Temperature EffectsThe effects of sealing temperature on hardness and elastic modulus proved to be minimal as sealing temperatures of 50 C, 65 C, and 75C were compared to an unsealed sample. Due to poor edge retention a large amount of the film was excluded from testing. This poor edge retention and the slight deviation of the sealed samples from the unsealed sample, seen in the graphs to the right, imply that sealing affects the film far greater than the temperature at which the films were sealed. Sealing, however, does not seem to affect the properties of the barrier layer or bulk aluminum.

To verify the accuracy of the nanoindenter to the cross-section of the anodic aluminum system an industrially grown standard was indented and compared to the results of Alcalá et al. This work studied the mechanical properties of anodic aluminum barrier films grown in an electrolyte of ammonium pentaborate and shows values of 140 GPa for the elastic modulus and 8.5 GPa for hardness. The maximum values for the industrial grown film were 7.34 GPa for hardness and 100 GPa for the elastic modulus of the barrier layer portion of the film. Variations are related to differences in anodizing conditions. The values of hardness and modulus in the aluminum portion of the sample were comparable to that of the accepted values of aluminum. The porous portion of the film showed a linearly decreasing trend until the extreme outer portion of the film. It is expected that this decrease is the result of a change in porosity as the film thickens and is to be the subject of future work. The sharp change in properties seen after the ten micron mark is likely due to the böhmite sealing layer.

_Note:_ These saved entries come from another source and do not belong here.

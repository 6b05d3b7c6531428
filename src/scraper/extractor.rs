//! Incremental capture of selected elements from a streamed HTML document.
//!
//! The html5ever tokenizer is driven chunk by chunk. Tokens outside a capture
//! are only inspected when their tag name belongs to one of the targets and are
//! dropped right away. Once a start tag satisfies a remaining signature every
//! token up to the matching close is re-serialized into a buffer, which is then
//! materialized into an owned [`Element`].

use bytes::Bytes;
use futures::{Stream, StreamExt};
use html5ever::tendril::StrTendril;
use html5ever::tokenizer::states::RawKind;
use html5ever::tokenizer::{
    BufferQueue, Tag, TagKind, Token, TokenSink, TokenSinkResult, Tokenizer, TokenizerOpts,
};
use std::cell::RefCell;
use std::collections::HashSet;
use tracing::{debug, trace};

use crate::dom::{self, Element};
use crate::error::Result;
use crate::models::TagSignature;

/// One element captured for the signature it satisfied.
#[derive(Debug, Clone, PartialEq)]
pub struct Capture {
    pub signature: TagSignature,
    pub element: Element,
}

// ── Capture state ─────────────────────────────────────────────────────────────

struct InProgress {
    signature: TagSignature,
    root: String,
    /// Open elements inside the capture, root first.
    open: Vec<String>,
    markup: String,
    raw_text: bool,
}

struct Completed {
    signature: TagSignature,
    root: String,
    markup: String,
}

struct CaptureState {
    names: HashSet<String>,
    remaining: Vec<TagSignature>,
    in_progress: Option<InProgress>,
    completed: Vec<Completed>,
}

impl CaptureState {
    fn start_tag(&mut self, tag: &Tag) {
        let name: &str = &tag.name;

        if let Some(capture) = self.in_progress.as_mut() {
            while capture
                .open
                .last()
                .is_some_and(|open| implicitly_closed_by(open, name))
            {
                capture.open.pop();
            }
            if capture.open.is_empty() {
                self.finish();
            } else {
                capture.push_start(tag);
                return;
            }
        }

        if !self.names.contains(name) {
            return;
        }
        let attrs = tag.attrs.iter().map(|a| (&*a.name.local, &*a.value));
        let Some(signature) = self
            .remaining
            .iter()
            .find(|sig| sig.matches(name, attrs.clone()))
            .cloned()
        else {
            return;
        };

        trace!(%signature, "capture started");
        let mut capture = InProgress {
            signature,
            root: name.to_string(),
            open: Vec::new(),
            markup: String::new(),
            raw_text: false,
        };
        capture.push_start(tag);
        self.in_progress = Some(capture);
        if self.in_progress.as_ref().is_some_and(|c| c.open.is_empty()) {
            self.finish();
        }
    }

    fn end_tag(&mut self, tag: &Tag) {
        let Some(capture) = self.in_progress.as_mut() else {
            return;
        };
        let name: &str = &tag.name;
        capture.raw_text = false;
        let Some(pos) = capture.open.iter().rposition(|open| open == name) else {
            // an end tag the capture never opened belongs to an ancestor
            if has_optional_end(&capture.root) {
                for open in capture.open.drain(..).rev() {
                    dom::write_end_tag(&mut capture.markup, &open);
                }
                self.finish();
            }
            return;
        };
        for open in capture.open.drain(pos..).rev() {
            dom::write_end_tag(&mut capture.markup, &open);
        }
        if capture.open.is_empty() {
            self.finish();
        }
    }

    fn text(&mut self, text: &str) {
        if let Some(capture) = self.in_progress.as_mut() {
            dom::write_text(&mut capture.markup, text, capture.raw_text);
        }
    }

    fn finish(&mut self) {
        if let Some(capture) = self.in_progress.take() {
            self.remaining.retain(|sig| sig != &capture.signature);
            self.completed.push(Completed {
                signature: capture.signature,
                root: capture.root,
                markup: capture.markup,
            });
        }
    }
}
//! Results-page discovery from the home page navigation bar.
//!
//! Previous seasons are listed in a nested accordion under the results menu,
//! one entry per season with a link per league. The running season only has
//! a top-level "Resultat <league>" link.

use std::collections::BTreeMap;
use tracing::{debug, info};

use super::extract_elements;
use crate::dom::Element;
use crate::error::{Error, Result};
use crate::models::{TagSignature, Tier};
use crate::scraper::http_client::Session;

const RESULTS_MENU_HREF: &str = "https://www.svemo.se/vara-sportgrenar/start-speedway/resultat-speedway/";

pub fn navbar() -> TagSignature {
    TagSignature::new("div").with_attr("class", "mx-6 my-0 p-0 main-menu-offcanvas offcanvas-body")
}

/// Results page URL of each requested season for `tier`.
pub async fn fetch(
    session: &dyn Session,
    url: &str,
    seasons: &[u16],
    tier: Tier,
    chunk_size: usize,
) -> Result<BTreeMap<u16, String>> {
    let navbar = extract_elements(session, url, &[((), navbar())], chunk_size)
        .await?
        .remove(&())
        .ok_or_else(|| Error::element("Missing navigation bar."))?;
    season_urls(&navbar, seasons, tier)
}

/// Resolves season URLs from a captured navigation bar.
pub fn season_urls(navbar: &Element, seasons: &[u16], tier: Tier) -> Result<BTreeMap<u16, String>> {
    let results = results_accordion(navbar)?;
    let previous = results
        .descend(&["div", "div", "div", "div"])
        .into_iter()
        .next()
        .ok_or_else(|| Error::element("Failed selecting the previous results accordion in the navigation bar."))?;

    let mut urls = previous_season_urls(previous, tier.aliases()).map_err(|e| {
        Error::element(format!(
            "Failed fetching URLs to result pages of previous seasons. {e}"
        ))
    })?;
    let (Some(&first), Some(&last)) = (urls.keys().next(), urls.keys().next_back()) else {
        return Err(Error::element("No previous seasons listed in the navigation bar."));
    };
    let current = last + 1;
    check_available(first, current, seasons)?;

    if seasons.contains(&current) {
        let href = current_season_url(results, tier.aliases()).map_err(|e| {
            Error::element(format!(
                "Failed fetching the URL to the current season results page. {e}"
            ))
        })?;
        urls.insert(current, href);
    }
    info!("Seasons {} to {} available", first, current);

    Ok(seasons
        .iter()
        .filter_map(|s| urls.get(s).map(|u| (*s, u.clone())))
        .collect())
}

fn results_accordion(navbar: &Element) -> Result<&Element> {
    let fail = || Error::element("Failed selecting the results accordion in the navigation bar.");
    let mut path = navbar
        .path_to(|e| e.name() == "a" && e.attr("href") == Some(RESULTS_MENU_HREF))
        .ok_or_else(fail)?;
    // the link sits three levels below the accordion item
    if path.len() < 3 {
        return Err(fail());
    }
    path.truncate(path.len() - 3);
    let item = navbar.at_path(&path).ok_or_else(fail)?;
    item.descend(&["div", "div"]).into_iter().next().ok_or_else(fail)
}

fn previous_season_urls(previous: &Element, aliases: &[&str]) -> Result<BTreeMap<u16, String>> {
    let mut urls = BTreeMap::new();
    for entry in previous.child_elements() {
        let season = entry
            .descend(&["div", "p", "button", "a"])
            .first()
            .map(|a| a.iter_text().concat().trim().to_string())
            .filter(|s| !s.is_empty())
            .ok_or_else(|| Error::element("Failed to extract season from hyperlink text."))?;

        let links = entry.descend(&["div", "div", "div", "a"]);
        let href = aliases
            .iter()
            .find_map(|alias| link_labelled(&links, alias))
            .ok_or_else(|| Error::element("Failed to extract URL from hyperlink href."))?;

        let season: u16 = season.parse().map_err(|_| {
            Error::element(format!("Failed converting season \"{season}\" to integer."))
        })?;
        debug!("Season {} -> {}", season, href);
        urls.insert(season, href);
    }
    Ok(urls)
}

fn current_season_url(results: &Element, aliases: &[&str]) -> Result<String> {
    let links = results.descend(&["a"]);
    aliases
        .iter()
        .find_map(|alias| link_labelled(&links, &format!("Resultat {alias}")))
        .ok_or_else(|| {
            Error::element(format!(
                "Could not select any href using tier aliases: {aliases:?}"
            ))
        })
}

fn link_labelled(links: &[&Element], label: &str) -> Option<String> {
    links
        .iter()
        .find(|a| a.iter_text().iter().any(|t| t.trim() == label))
        .and_then(|a| a.attr("href"))
        .filter(|href| !href.is_empty())
        .map(str::to_string)
}

fn check_available(low: u16, high: u16, seasons: &[u16]) -> Result<()> {
    let mut unavailable: Vec<u16> = seasons
        .iter()
        .copied()
        .filter(|s| !(low..=high).contains(s))
        .collect();
    if unavailable.is_empty() {
        return Ok(());
    }
    unavailable.sort_unstable();
    Err(Error::InvalidArguments(vec![format!(
        "Unavailable seasons: {unavailable:?}. Available seasons: {low} to {high}"
    )]))
}
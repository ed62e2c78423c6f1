//! Adapter stubs shared by the integration tests.
//!
//! Every stub lives in its own template directory as `adapter`. All of them
//! are written once, before any test spawns a process, so no test ever execs
//! a file another thread still holds open for writing (ETXTBSY).

#![allow(dead_code)]

use std::os::unix::fs::PermissionsExt;
use std::path::{Path, PathBuf};
use std::sync::OnceLock;
use tempfile::TempDir;
use tilt_bridge::{BridgeConfig, RenderBridge};

pub struct Fixtures {
    root: TempDir,
}

const STUBS: &[(&str, &str)] = &[
    // Fixed heading, ignores its input
    ("heading", "cat > /dev/null\nprintf '<h1>Hi</h1>' > \"$3\"\n"),
    // Echoes the raw context payload
    ("echo_context", "cat > \"$3\"\n"),
    // Echoes template dir and template name, one per line
    ("echo_args", "cat > /dev/null\nprintf '%s\\n%s\\n' \"$1\" \"$2\" > \"$3\"\n"),
    // Template name followed by the payload
    ("name_and_context", "{ printf '%s|' \"$2\"; cat; } > \"$3\"\n"),
    // Raw bytes that are not valid UTF-8
    ("binary", "cat > /dev/null\nprintf '\\000\\377\\376abc' > \"$3\"\n"),
    // Never finishes
    ("hang", "exec sleep 30\n"),
    // Exits cleanly without writing anything
    ("silent", "cat > /dev/null\nexit 0\n"),
    // Fails loudly without output
    ("fail", "cat > /dev/null\necho 'undefined local variable title' >&2\nexit 3\n"),
    // Fails but still leaves output behind
    ("fail_with_output", "cat > /dev/null\nprintf 'partial' > \"$3\"\nexit 2\n"),
    // Exits without reading stdin at all
    ("ignore_stdin", "printf 'done' > \"$3\"\n"),
    // Floods stderr before writing output
    ("noisy", "cat > /dev/null\nhead -c 1048576 /dev/zero >&2\nprintf 'ok' > \"$3\"\n"),
    // Writes an empty output file
    ("empty", "cat > /dev/null\n: > \"$3\"\n"),
    // Leaves a background child holding stderr open
    ("background_stderr", "cat > /dev/null\nsleep 30 &\nprintf 'ok' > \"$3\"\n"),
    // Leaves a background child holding stdin open without reading it
    (
        "background_stdin",
        "exec 3<&0\nsleep 30 <&3 2>/dev/null &\nprintf 'done' > \"$3\"\n",
    ),
    // Hangs in the foreground while a subshell would write output late
    (
        "hang_with_child",
        "cat > /dev/null\n( sleep 1; printf 'late' > \"$3\" ) &\nwait\n",
    ),
];

impl Fixtures {
    fn build() -> Self {
        let root = tempfile::Builder::new()
            .prefix("tilt-bridge-stubs")
            .tempdir()
            .expect("stub root");

        for (name, body) in STUBS {
            write_script(&root.path().join(name), &format!("#!/bin/sh\n{}", body), 0o755);
        }
        // Present but lacking the executable bit
        write_script(
            &root.path().join("not_executable"),
            "#!/bin/sh\nprintf 'x' > \"$3\"\n",
            0o644,
        );
        std::fs::create_dir_all(root.path().join("no_adapter")).expect("empty template dir");

        Self { root }
    }

    /// Template directory whose `adapter` is the named stub. Ends with `/`
    /// the way host views directories usually do.
    pub fn dir(&self, stub: &str) -> PathBuf {
        let mut dir = self.root.path().join(stub).into_os_string();
        dir.push("/");
        PathBuf::from(dir)
    }
}

fn write_script(dir: &Path, contents: &str, mode: u32) {
    std::fs::create_dir_all(dir).expect("stub dir");
    let adapter = dir.join("adapter");
    std::fs::write(&adapter, contents).expect("write stub");
    std::fs::set_permissions(&adapter, std::fs::Permissions::from_mode(mode)).expect("chmod stub");
}

pub fn fixtures() -> &'static Fixtures {
    static FIXTURES: OnceLock<Fixtures> = OnceLock::new();
    FIXTURES.get_or_init(Fixtures::build)
}

/// Bridge over the named stub with its own private scratch directory.
pub fn bridge_for(stub: &str, config: BridgeConfig) -> (RenderBridge, TempDir) {
    let scratch = tempfile::tempdir().expect("scratch dir");
    let config = BridgeConfig {
        scratch_dir: Some(scratch.path().to_path_buf()),
        ..config
    };
    let bridge = RenderBridge::new(fixtures().dir(stub), config).expect("bridge");
    (bridge, scratch)
}

pub fn scratch_entries(dir: &Path) -> usize {
    std::fs::read_dir(dir).map(|it| it.count()).unwrap_or(0)
}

Nanoindentation of the films grown in the lab follow the expectations associated with the accepted structure of anodic aluminum films and that demonstrated by the industrial standard. The measured value for the elastic modulus of the aluminum substrate was centered on the accepted value of 69 GPa and hardness values were consistently between 1 and 2 GPa. Variations in these values were the result of poor surface finish and inherent errors associated with nanoindentation techniques. The effects of sealing temperature, sealing time, dye and current density during growth were investigated here.